A growing population is NOT a problem in and of itself. We produce enough food to feed ten billion people, for example. The issue comes down to the high living standards enjoyed by the West, and pursued by everyone else.

So, if we are 1.75 Earths into overshoot, we just need to destroy capitalism, replacing it with a new economic system, one that gets rid of the uberwealthy (e.g. tax billionaires into mere millionaires). The poorest 20 percent of citizens in the UK consume over five times more energy per person than the poorest 84 percent of people in India. So if we all lived equitably like middle class consumers in India, consuming only 0.9 Earths, then Earth could support 10-25 billion people doing pretty well considering that they wouldn’t be destroying a planetary life-support system.
Start by depowering uber consumers in Canada and the US (then the rest of the West). Doing so will end almost all CO2 emissions (it’s a good for climate thing).

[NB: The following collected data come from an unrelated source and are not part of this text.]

//! Headless simulator (default binary).
//!
//! Drives the gameplay core for a fixed number of frames with a deterministic
//! built-in command script, then prints the final board. No terminal input and
//! no rendering beyond a plain-text dump.
//!
//! Environment:
//! - `BLOCKFALL_CONFIG`: path to a JSON configuration (defaults to the standard set)
//! - `BLOCKFALL_SEED`: piece source seed (default 1)
//! - `BLOCKFALL_FRAMES`: frames to simulate (default 3600)
//! - `BLOCKFALL_LOG_PATH`: append a JSON-lines event log to this file

use std::collections::VecDeque;
use std::fs::{File, OpenOptions};
use std::io::{BufWriter, Write};

use anyhow::{Context, Result};
use serde::Serialize;

use blockfall::core::{BagSource, GameConfig, GameSession, LockEvent, PieceSource};
use blockfall::types::{GameCommand, PieceKind, Pos, TICK_MS};

#[derive(Debug, Clone, PartialEq, Eq)]
struct SimConfig {
    config_path: Option<String>,
    seed: u32,
    frames: u32,
    log_path: Option<String>,
}

impl SimConfig {
    fn from_env() -> Self {
        use std::env;

        let non_empty = |name: &str| {
            env::var(name)
                .ok()
                .map(|s| s.trim().to_string())
                .and_then(|s| if s.is_empty() { None } else { Some(s) })
        };

        let seed = env::var("BLOCKFALL_SEED")
            .ok()
            .and_then(|s| s.parse().ok())
            .unwrap_or(1);
        let frames = env::var("BLOCKFALL_FRAMES")
            .ok()
            .and_then(|s| s.parse().ok())
            .unwrap_or(3600);

        Self {
            config_path: non_empty("BLOCKFALL_CONFIG"),
            seed,
            frames,
            log_path: non_empty("BLOCKFALL_LOG_PATH"),
        }
    }

    fn load_game_config(&self) -> Result<GameConfig> {
        let Some(path) = &self.config_path else {
            return Ok(GameConfig::default());
        };
        let json = std::fs::read_to_string(path)
            .with_context(|| format!("reading config file {path}"))?;
        GameConfig::from_json_str(&json).with_context(|| format!("loading config file {path}"))
    }
}

#[derive(Debug, Serialize)]
#[serde(tag = "type", rename_all = "snake_case")]
enum LogRecord {
    Lock {
        frame: u32,
        #[serde(flatten)]
        event: LockEvent,
    },
    GameOver {
        frame: u32,
        kind: PieceKind,
        anchor: Pos,
    },
    Reset {
        frame: u32,
        game: u32,
    },
}

/// JSON-lines event log; a no-op when no path is configured
struct EventLog {
    out: Option<BufWriter<File>>,
}

impl EventLog {
    fn open(path: Option<&str>) -> Result<Self> {
        let out = match path {
            Some(path) => {
                let file = OpenOptions::new()
                    .create(true)
                    .append(true)
                    .open(path)
                    .with_context(|| format!("opening event log {path}"))?;
                Some(BufWriter::new(file))
            }
            None => None,
        };
        Ok(Self { out })
    }

    fn write(&mut self, record: &LogRecord) -> Result<()> {
        let Some(out) = self.out.as_mut() else {
            return Ok(());
        };
        serde_json::to_writer(&mut *out, record)?;
        out.write_all(b"\n")?;
        Ok(())
    }

    fn flush(&mut self) -> Result<()> {
        if let Some(out) = self.out.as_mut() {
            out.flush()?;
        }
        Ok(())
    }
}

/// Scripted player: a few turns and sideways moves per piece, then a hard drop
#[derive(Debug, Default)]
struct ScriptPlayer {
    pending: VecDeque<GameCommand>,
    planned_for: Option<u32>,
}

impl ScriptPlayer {
    /// Commands for the current frame (at most one, every fourth frame)
    fn commands(&mut self, frame: u32, pieces_locked: u32) -> Vec<GameCommand> {
        if self.planned_for != Some(pieces_locked) {
            self.planned_for = Some(pieces_locked);
            self.plan(pieces_locked);
        }
        if frame % 4 != 0 {
            return Vec::new();
        }
        self.pending.pop_front().into_iter().collect()
    }

    fn plan(&mut self, piece: u32) {
        self.pending.clear();
        for _ in 0..piece % 4 {
            self.pending.push_back(GameCommand::RotateCw);
        }
        let shift = (piece % 9 * 7 % 9) as i32 - 4;
        let step = if shift < 0 {
            GameCommand::MoveLeft
        } else {
            GameCommand::MoveRight
        };
        for _ in 0..shift.unsigned_abs() {
            self.pending.push_back(step);
        }
        self.pending.push_back(GameCommand::HardDrop);
    }
}

fn run<S: PieceSource>(
    session: &mut GameSession<S>,
    sim: &SimConfig,
    log: &mut EventLog,
) -> Result<u32> {
    let mut player = ScriptPlayer::default();
    let mut games = 1;

    for frame in 0..sim.frames {
        let commands = player.commands(frame, session.pieces_locked());
        let report = session.step(&commands, TICK_MS);

        if let Some(event) = report.locked {
            log.write(&LogRecord::Lock { frame, event })?;
        }

        if report.game_over {
            if let Some(cause) = session.game_over_cause() {
                eprintln!("[blockfall] game {games} over at frame {frame}: {cause}");
                log.write(&LogRecord::GameOver {
                    frame,
                    kind: cause.kind,
                    anchor: cause.anchor,
                })?;
            }
            games += 1;
            log.write(&LogRecord::Reset { frame, game: games })?;
            if let Err(blocked) = session.reset() {
                anyhow::bail!("spawn blocked on an empty board: {blocked}");
            }
            player = ScriptPlayer::default();
        }
    }

    Ok(games)
}

fn main() -> Result<()> {
    let sim = SimConfig::from_env();
    let config = sim.load_game_config()?;
    let mut log = EventLog::open(sim.log_path.as_deref())?;

    let mut session = GameSession::new(&config, BagSource::new(sim.seed))
        .context("building game session")?;
    session
        .start()
        .context("spawning the first piece")?;

    let result = run(&mut session, &sim, &mut log);

    // Always try to flush what was logged.
    let flushed = log.flush();
    let games = result?;
    flushed?;

    let snapshot = session.snapshot();
    print!("{}", snapshot.to_ascii());
    println!(
        "frames={} seed={} games={} pieces_locked={} occupied={}",
        sim.frames,
        sim.seed,
        games,
        snapshot.pieces_locked,
        snapshot.occupied.len()
    );
    Ok(())
}
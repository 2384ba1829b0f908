//! Configuration tests - JSON loading feeding a live session

use blockfall::core::{ConfigError, GameConfig, GameSession, ScriptedSource};
use blockfall::types::{GameCommand, PieceKind, Pos, TICK_MS};

#[test]
fn test_small_board_from_json_clears_with_one_bar() {
    let config = GameConfig::from_json_str(
        r#"{ "board": { "width": 4, "height": 4 }, "spawn": { "x": -1, "y": 0 } }"#,
    )
    .unwrap();
    assert_eq!(config.bounds().x_min, -2);
    assert_eq!(config.bounds().y_max, 2);

    let mut session =
        GameSession::new(&config, ScriptedSource::new([PieceKind::I, PieceKind::O])).unwrap();
    session.start().unwrap();

    let report = session.step(&[GameCommand::HardDrop], TICK_MS);
    let event = report.locked.unwrap();
    assert_eq!(event.lines_cleared, 1);
    assert_eq!(report.spawned, Some(PieceKind::O));
    // Only the new square remains
    assert_eq!(session.grid().occupied_count(), 4);
}

#[test]
fn test_custom_timing_from_json() {
    let config =
        GameConfig::from_json_str(r#"{ "step_interval_ms": 100, "lock_delay_ms": 50 }"#).unwrap();
    let mut session = GameSession::new(&config, ScriptedSource::new([PieceKind::T])).unwrap();
    session.start().unwrap();

    let y = session.active().unwrap().anchor().y;
    session.step(&[], 100);
    assert_eq!(session.active().unwrap().anchor().y, y - 1);
}

#[test]
fn test_spawn_that_does_not_fit_is_rejected() {
    let err = GameConfig::from_json_str(r#"{ "spawn": { "x": 4, "y": 8 } }"#).unwrap_err();
    assert!(matches!(err, ConfigError::SpawnOutOfBounds { .. }));
    assert!(err.to_string().contains("(4, 8)"));
}

#[test]
fn test_unknown_pivot_is_a_json_error() {
    let mut value: serde_json::Value =
        serde_json::from_str(&GameConfig::default().to_json_string().unwrap()).unwrap();
    value["shapes"][0]["pivot"] = serde_json::Value::from("diagonal");

    let err = GameConfig::from_json_str(&value.to_string()).unwrap_err();
    assert!(matches!(err, ConfigError::Json(_)));
}

#[test]
fn test_custom_kick_table_is_used() {
    let mut config = GameConfig::default();
    // Only ever try the unkicked position
    for shape in &mut config.shapes {
        for row in &mut shape.kicks {
            row.truncate(1);
        }
    }
    let mut session = GameSession::new(&config, ScriptedSource::new([PieceKind::I])).unwrap();
    session.spawn_at(PieceKind::I, Pos::new(0, 0)).unwrap();
    session.step(&[GameCommand::RotateCw], 0);
    for _ in 0..6 {
        session.step(&[GameCommand::MoveLeft], 0);
    }
    assert_eq!(session.active().unwrap().anchor().x, -5);

    // Against the wall the bar can no longer lie flat
    let report = session.step(&[GameCommand::RotateCw], 0);
    assert!(!report.rotated);
    assert_eq!(session.active().unwrap().rotation(), 1);
}
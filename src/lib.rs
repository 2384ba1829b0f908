//! Blockfall (workspace facade crate).
//!
//! Re-exports the gameplay core and the shared types under stable paths
//! (`blockfall::{core, types}`) while the implementation lives in dedicated
//! crates under `crates/`.

pub use blockfall_core as core;
pub use blockfall_types as types;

The face palming problem is that the first sentence quoted above is energy/reality blind. All other thoughts that follow, however eloquent and supportive of one’s political views and vision of furthering the ideology of the necessary primacy of the human enterprise (zero-order humanism), doesn’t matter, i.e. is just another lethal illusion, likely more lethal to posterity and the biosphere than going full-frontal MAGA on the planet.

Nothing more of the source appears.